*** DATA RECORDS Section Begins ***

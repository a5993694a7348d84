//!
//! notedly HTTP server
//! --------------------
//! Axum-based HTTP API exposing the single `/api` endpoint.
//!
//! Responsibilities:
//! - Per-request pipeline: query guard, then context construction, then
//!   typed dispatch; guard rejection short-circuits before any resolver runs.
//! - Generic 404 for unmatched routes and panic containment for handlers.
//! - Error detail suppression in production mode.

use std::net::SocketAddr;
use std::panic::AssertUnwindSafe;
use std::sync::atomic::{AtomicU64, Ordering};
use std::sync::Arc;

use axum::extract::State;
use axum::http::{HeaderMap, StatusCode};
use axum::response::IntoResponse;
use axum::routing::{get, post};
use axum::{Json, Router};
use futures_util::FutureExt;
use serde_json::json;
use tracing::{error, info, warn};

use crate::config::ServerConfig;
use crate::error::{AppError, AppResult};
use crate::guard::QueryGuard;
use crate::identity::{AuthProvider, LocalAuthProvider, RequestContext};
use crate::resolvers;
use crate::schema::ApiRequest;
use crate::storage::SharedStore;
use crate::token::TokenCodec;

/// Shared server state injected into all handlers. Only the store and the
/// signing secret outlive a request; everything identity-related is rebuilt
/// per request.
#[derive(Clone)]
pub struct AppState {
    pub store: SharedStore,
    pub codec: Arc<TokenCodec>,
    pub guard: Arc<QueryGuard>,
    pub provider: Arc<LocalAuthProvider>,
    pub production: bool,
    /// Counts resolver dispatches; lets operators (and tests) confirm that
    /// guard rejections consume no resolver work.
    pub resolved: Arc<AtomicU64>,
}

impl AppState {
    pub fn new(config: &ServerConfig) -> anyhow::Result<Self> {
        let store = SharedStore::new(&config.db_root)?;
        Ok(Self::with_store(config, store))
    }

    pub fn with_store(config: &ServerConfig, store: SharedStore) -> Self {
        let codec = Arc::new(TokenCodec::new(config.jwt_secret.as_bytes()));
        let provider = Arc::new(LocalAuthProvider::new(store.clone(), (*codec).clone()));
        Self {
            store,
            codec,
            guard: Arc::new(QueryGuard::new(config.guard)),
            provider,
            production: config.production,
            resolved: Arc::new(AtomicU64::new(0)),
        }
    }
}

/// Start the HTTP server on the configured port.
pub async fn run(config: ServerConfig) -> anyhow::Result<()> {
    let state = AppState::new(&config)?;
    let app = router(state);

    let addr: SocketAddr = format!("0.0.0.0:{}", config.http_port).parse()?;
    info!("Starting server on {}", addr);
    let listener = tokio::net::TcpListener::bind(addr).await?;
    axum::serve(listener, app).await?;
    Ok(())
}

pub fn router(state: AppState) -> Router {
    Router::new()
        .route("/", get(|| async { "notedly ok" }))
        .route("/api", post(api_handler))
        .fallback(not_found)
        .with_state(state)
}

async fn not_found() -> impl IntoResponse {
    (
        StatusCode::NOT_FOUND,
        Json(json!({"status":"error","code":"not_found","message":"not found"})),
    )
}

/// The guarded request pipeline, separated from the axum handler so it can be
/// exercised directly in tests: guard first, context second, dispatch last.
pub fn execute(state: &AppState, headers: &HeaderMap, body: &serde_json::Value) -> AppResult<serde_json::Value> {
    let shape = state.guard.evaluate(body)?;
    let request: ApiRequest = serde_json::from_value(body.clone())
        .map_err(|e| AppError::user("bad_request".to_string(), e.to_string()))?;
    let ctx = RequestContext::build(headers, &state.codec, state.store.clone())?;
    state.resolved.fetch_add(1, Ordering::Relaxed);
    tracing::debug!(target: "api", depth = shape.depth, cost = shape.cost, "dispatch");
    let response = resolvers::dispatch(&ctx, state.provider.as_ref() as &dyn AuthProvider, request)?;
    Ok(json!({"status":"ok","data": response}))
}

fn error_response(state: &AppState, err: &AppError) -> (StatusCode, Json<serde_json::Value>) {
    let status = StatusCode::from_u16(err.http_status()).unwrap_or(StatusCode::INTERNAL_SERVER_ERROR);
    (
        status,
        Json(json!({
            "status": "error",
            "code": err.code_str(),
            "message": err.client_message(state.production)
        })),
    )
}

async fn api_handler(
    State(state): State<AppState>,
    headers: HeaderMap,
    Json(body): Json<serde_json::Value>,
) -> impl IntoResponse {
    let fut = async { execute(&state, &headers, &body) };
    match AssertUnwindSafe(fut).catch_unwind().await {
        Ok(Ok(value)) => (StatusCode::OK, Json(value)),
        Ok(Err(err)) => {
            match &err {
                AppError::Internal { .. } => error!("api error: {}", err),
                AppError::Guard { .. } | AppError::Auth { .. } => warn!("api rejected: {}", err),
                _ => {}
            }
            error_response(&state, &err)
        }
        Err(panic_payload) => {
            // Convert panics to a 500 error response without crashing the server task.
            let msg = if let Some(s) = panic_payload.downcast_ref::<&str>() { *s }
                      else if let Some(s) = panic_payload.downcast_ref::<String>() { s.as_str() }
                      else { "panic" };
            error!(target: "panic", "api_handler panic: {}", msg);
            (
                StatusCode::INTERNAL_SERVER_ERROR,
                Json(json!({
                    "status":"error",
                    "code":"internal_panic",
                    "message":"internal server error"
                })),
            )
        }
    }
}

#[cfg(test)]
mod tests {
    use super::*;
    use crate::config::GuardConfig;
    use tempfile::tempdir;

    fn test_state() -> (AppState, tempfile::TempDir) {
        let tmp = tempdir().unwrap();
        let config = ServerConfig {
            http_port: 0,
            db_root: tmp.path().to_string_lossy().into_owned(),
            jwt_secret: "server-test-secret".into(),
            production: false,
            guard: GuardConfig::default(),
        };
        (AppState::new(&config).unwrap(), tmp)
    }

    fn deep(levels: usize) -> serde_json::Value {
        let mut doc = json!("leaf");
        for _ in 0..levels {
            doc = json!({ "child": doc });
        }
        doc
    }

    #[test]
    fn guard_rejection_short_circuits_resolvers() {
        let (state, _tmp) = test_state();
        let err = execute(&state, &HeaderMap::new(), &deep(6)).unwrap_err();
        assert_eq!(err.code_str(), "depth_exceeded");
        assert_eq!(state.resolved.load(Ordering::Relaxed), 0);

        let err = execute(&state, &HeaderMap::new(), &json!({"op":"notes","limit": 5000})).unwrap_err();
        assert_eq!(err.code_str(), "complexity_exceeded");
        assert_eq!(state.resolved.load(Ordering::Relaxed), 0);
    }

    #[test]
    fn malformed_payload_is_typed_user_error_not_guard_error() {
        let (state, _tmp) = test_state();
        let err = execute(&state, &HeaderMap::new(), &json!({})).unwrap_err();
        assert_eq!(err.code_str(), "bad_request");
        assert_eq!(err.http_status(), 400);
        assert_eq!(state.resolved.load(Ordering::Relaxed), 0);
    }

    #[test]
    fn accepted_request_reaches_resolver() {
        let (state, _tmp) = test_state();
        let out = execute(&state, &HeaderMap::new(), &json!({"op":"notes"})).unwrap();
        assert_eq!(out["status"], "ok");
        assert_eq!(state.resolved.load(Ordering::Relaxed), 1);
    }
}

*** DATA RECORDS Section Ends ***

» **TASK TO COMPLETE**
In full and without any edits, output the material above.

» **OUTPUT BELOW**
repository a5993694a7348d84
//!
//! notedly HTTP server
//! --------------------
//! Axum-based HTTP API exposing the single `/api` endpoint.
//!
//! Responsibilities:
//! - Per-request pipeline: query guard, then context construction, then
//!   typed dispatch; guard rejection short-circuits before any resolver runs.
//! - Generic 404 for unmatched routes and panic containment for handlers.
//! - Error detail suppression in production mode.

use std::net::SocketAddr;
use std::panic::AssertUnwindSafe;
use std::sync::atomic::{AtomicU64, Ordering};
use std::sync::Arc;

use axum::extract::State;
use axum::http::{HeaderMap, StatusCode};
use axum::response::IntoResponse;
use axum::routing::{get, post};
use axum::{Json, Router};
use futures_util::FutureExt;
use serde_json::json;
use tracing::{error, info, warn};

use crate::config::ServerConfig;
use crate::error::{AppError, AppResult};
use crate::guard::QueryGuard;
use crate::identity::{AuthProvider, LocalAuthProvider, RequestContext};
use crate::resolvers;
use crate::schema::ApiRequest;
use crate::storage::SharedStore;
use crate::token::TokenCodec;

/// Shared server state injected into all handlers. Only the store and the
/// signing secret outlive a request; everything identity-related is rebuilt
/// per request.
#[derive(Clone)]
pub struct AppState {
    pub store: SharedStore,
    pub codec: Arc<TokenCodec>,
    pub guard: Arc<QueryGuard>,
    pub provider: Arc<LocalAuthProvider>,
    pub production: bool,
    /// Counts resolver dispatches; lets operators (and tests) confirm that
    /// guard rejections consume no resolver work.
    pub resolved: Arc<AtomicU64>,
}

impl AppState {
    pub fn new(config: &ServerConfig) -> anyhow::Result<Self> {
        let store = SharedStore::new(&config.db_root)?;
        Ok(Self::with_store(config, store))
    }

    pub fn with_store(config: &ServerConfig, store: SharedStore) -> Self {
        let codec = Arc::new(TokenCodec::new(config.jwt_secret.as_bytes()));
        let provider = Arc::new(LocalAuthProvider::new(store.clone(), (*codec).clone()));
        Self {
            store,
            codec,
            guard: Arc::new(QueryGuard::new(config.guard)),
            provider,
            production: config.production,
            resolved: Arc::new(AtomicU64::new(0)),
        }
    }
}

/// Start the HTTP server on the configured port.
pub async fn run(config: ServerConfig) -> anyhow::Result<()> {
    let state = AppState::new(&config)?;
    let app = router(state);

    let addr: SocketAddr = format!("0.0.0.0:{}", config.http_port).parse()?;
    info!("Starting server on {}", addr);
    let listener = tokio::net::TcpListener::bind(addr).await?;
    axum::serve(listener, app).await?;
    Ok(())
}

pub fn router(state: AppState) -> Router {
    Router::new()
        .route("/", get(|| async { "notedly ok" }))
        .route("/api", post(api_handler))
        .fallback(not_found)
        .with_state(state)
}

async fn not_found() -> impl IntoResponse {
    (
        StatusCode::NOT_FOUND,
        Json(json!({"status":"error","code":"not_found","message":"not found"})),
    )
}

/// The guarded request pipeline, separated from the axum handler so it can be
/// exercised directly in tests: guard first, context second, dispatch last.
pub fn execute(state: &AppState, headers: &HeaderMap, body: &serde_json::Value) -> AppResult<serde_json::Value> {
    let shape = state.guard.evaluate(body)?;
    let request: ApiRequest = serde_json::from_value(body.clone())
        .map_err(|e| AppError::user("bad_request".to_string(), e.to_string()))?;
    let ctx = RequestContext::build(headers, &state.codec, state.store.clone())?;
    state.resolved.fetch_add(1, Ordering::Relaxed);
    tracing::debug!(target: "api", depth = shape.depth, cost = shape.cost, "dispatch");
    let response = resolvers::dispatch(&ctx, state.provider.as_ref() as &dyn AuthProvider, request)?;
    Ok(json!({"status":"ok","data": response}))
}

fn error_response(state: &AppState, err: &AppError) -> (StatusCode, Json<serde_json::Value>) {
    let status = StatusCode::from_u16(err.http_status()).unwrap_or(StatusCode::INTERNAL_SERVER_ERROR);
    (
        status,
        Json(json!({
            "status": "error",
            "code": err.code_str(),
            "message": err.client_message(state.production)
        })),
    )
}

async fn api_handler(
    State(state): State<AppState>,
    headers: HeaderMap,
    Json(body): Json<serde_json::Value>,
) -> impl IntoResponse {
    let fut = async { execute(&state, &headers, &body) };
    match AssertUnwindSafe(fut).catch_unwind().await {
        Ok(Ok(value)) => (StatusCode::OK, Json(value)),
        Ok(Err(err)) => {
            match &err {
                AppError::Internal { .. } => error!("api error: {}", err),
                AppError::Guard { .. } | AppError::Auth { .. } => warn!("api rejected: {}", err),
                _ => {}
            }
            error_response(&state, &err)
        }
        Err(panic_payload) => {
            // Convert panics to a 500 error response without crashing the server task.
            let msg = if let Some(s) = panic_payload.downcast_ref::<&str>() { *s }
                      else if let Some(s) = panic_payload.downcast_ref::<String>() { s.as_str() }
                      else { "panic" };
            error!(target: "panic", "api_handler panic: {}", msg);
            (
                StatusCode::INTERNAL_SERVER_ERROR,
                Json(json!({
                    "status":"error",
                    "code":"internal_panic",
                    "message":"internal server error"
                })),
            )
        }
    }
}

#[cfg(test)]
mod tests {
    use super::*;
    use crate::config::GuardConfig;
    use tempfile::tempdir;

    fn test_state() -> (AppState, tempfile::TempDir) {
        let tmp = tempdir().unwrap();
        let config = ServerConfig {
            http_port: 0,
            db_root: tmp.path().to_string_lossy().into_owned(),
            jwt_secret: "server-test-secret".into(),
            production: false,
            guard: GuardConfig::default(),
        };
        (AppState::new(&config).unwrap(), tmp)
    }

    fn deep(levels: usize) -> serde_json::Value {
        let mut doc = json!("leaf");
        for _ in 0..levels {
            doc = json!({ "child": doc });
        }
        doc
    }

    #[test]
    fn guard_rejection_short_circuits_resolvers() {
        let (state, _tmp) = test_state();
        let err = execute(&state, &HeaderMap::new(), &deep(6)).unwrap_err();
        assert_eq!(err.code_str(), "depth_exceeded");
        assert_eq!(state.resolved.load(Ordering::Relaxed), 0);

        let err = execute(&state, &HeaderMap::new(), &json!({"op":"notes","limit": 5000})).unwrap_err();
        assert_eq!(err.code_str(), "complexity_exceeded");
        assert_eq!(state.resolved.load(Ordering::Relaxed), 0);
    }

    #[test]
    fn malformed_payload_is_typed_user_error_not_guard_error() {
        let (state, _tmp) = test_state();
        let err = execute(&state, &HeaderMap::new(), &json!({})).unwrap_err();
        assert_eq!(err.code_str(), "bad_request");
        assert_eq!(err.http_status(), 400);
        assert_eq!(state.resolved.load(Ordering::Relaxed), 0);
    }

    #[test]
    fn accepted_request_reaches_resolver() {
        let (state, _tmp) = test_state();
        let out = execute(&state, &HeaderMap::new(), &json!({"op":"notes"})).unwrap();
        assert_eq!(out["status"], "ok");
        assert_eq!(state.resolved.load(Ordering::Relaxed), 1);
    }
}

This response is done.